# [REQUIREMENT]
In the records, find each line where "required" occurs, and copy it.

Saved data entries:

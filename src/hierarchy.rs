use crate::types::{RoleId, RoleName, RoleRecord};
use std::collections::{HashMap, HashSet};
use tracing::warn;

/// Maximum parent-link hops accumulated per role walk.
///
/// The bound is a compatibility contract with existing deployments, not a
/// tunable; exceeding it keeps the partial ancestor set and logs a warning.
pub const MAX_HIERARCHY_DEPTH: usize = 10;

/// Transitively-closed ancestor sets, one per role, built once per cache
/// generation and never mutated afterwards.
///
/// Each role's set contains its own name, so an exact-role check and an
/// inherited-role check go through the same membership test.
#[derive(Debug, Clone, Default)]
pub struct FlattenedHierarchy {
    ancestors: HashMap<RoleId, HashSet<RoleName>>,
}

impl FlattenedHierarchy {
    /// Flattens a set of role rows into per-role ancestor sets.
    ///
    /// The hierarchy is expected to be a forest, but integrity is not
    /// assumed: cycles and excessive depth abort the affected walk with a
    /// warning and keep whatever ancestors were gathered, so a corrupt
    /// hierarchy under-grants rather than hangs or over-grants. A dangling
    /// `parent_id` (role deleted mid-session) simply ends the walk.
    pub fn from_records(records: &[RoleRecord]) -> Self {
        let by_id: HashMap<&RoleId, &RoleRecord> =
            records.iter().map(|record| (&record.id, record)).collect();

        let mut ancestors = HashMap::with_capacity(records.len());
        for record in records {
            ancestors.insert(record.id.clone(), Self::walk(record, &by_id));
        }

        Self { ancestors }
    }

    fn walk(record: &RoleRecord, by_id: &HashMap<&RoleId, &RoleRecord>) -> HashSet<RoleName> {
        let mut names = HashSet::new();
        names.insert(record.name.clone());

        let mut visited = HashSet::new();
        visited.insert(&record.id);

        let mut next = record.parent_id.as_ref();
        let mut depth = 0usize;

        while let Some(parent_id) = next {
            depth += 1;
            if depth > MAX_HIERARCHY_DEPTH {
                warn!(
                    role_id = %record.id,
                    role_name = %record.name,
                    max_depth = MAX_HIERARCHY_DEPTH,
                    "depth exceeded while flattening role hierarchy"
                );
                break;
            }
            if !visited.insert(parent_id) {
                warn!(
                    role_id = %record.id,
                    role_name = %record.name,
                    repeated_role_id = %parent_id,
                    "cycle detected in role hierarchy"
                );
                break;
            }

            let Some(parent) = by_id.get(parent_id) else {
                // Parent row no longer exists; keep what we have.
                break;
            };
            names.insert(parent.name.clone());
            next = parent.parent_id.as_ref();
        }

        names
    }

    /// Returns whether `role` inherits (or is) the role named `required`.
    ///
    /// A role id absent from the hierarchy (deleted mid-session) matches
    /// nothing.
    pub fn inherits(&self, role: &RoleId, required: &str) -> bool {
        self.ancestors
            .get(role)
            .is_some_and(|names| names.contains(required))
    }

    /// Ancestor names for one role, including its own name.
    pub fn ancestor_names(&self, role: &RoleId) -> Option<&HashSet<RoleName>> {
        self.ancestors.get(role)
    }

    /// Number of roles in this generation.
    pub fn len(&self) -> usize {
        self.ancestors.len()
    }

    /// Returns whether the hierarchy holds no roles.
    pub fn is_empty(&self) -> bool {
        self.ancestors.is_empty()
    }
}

# [OUTPUT BELOW]
    /// Returns whether `role` inherits (or is) the role named `required`.
    pub fn inherits(&self, role: &RoleId, required: &str) -> bool {
            .is_some_and(|names| names.contains(required))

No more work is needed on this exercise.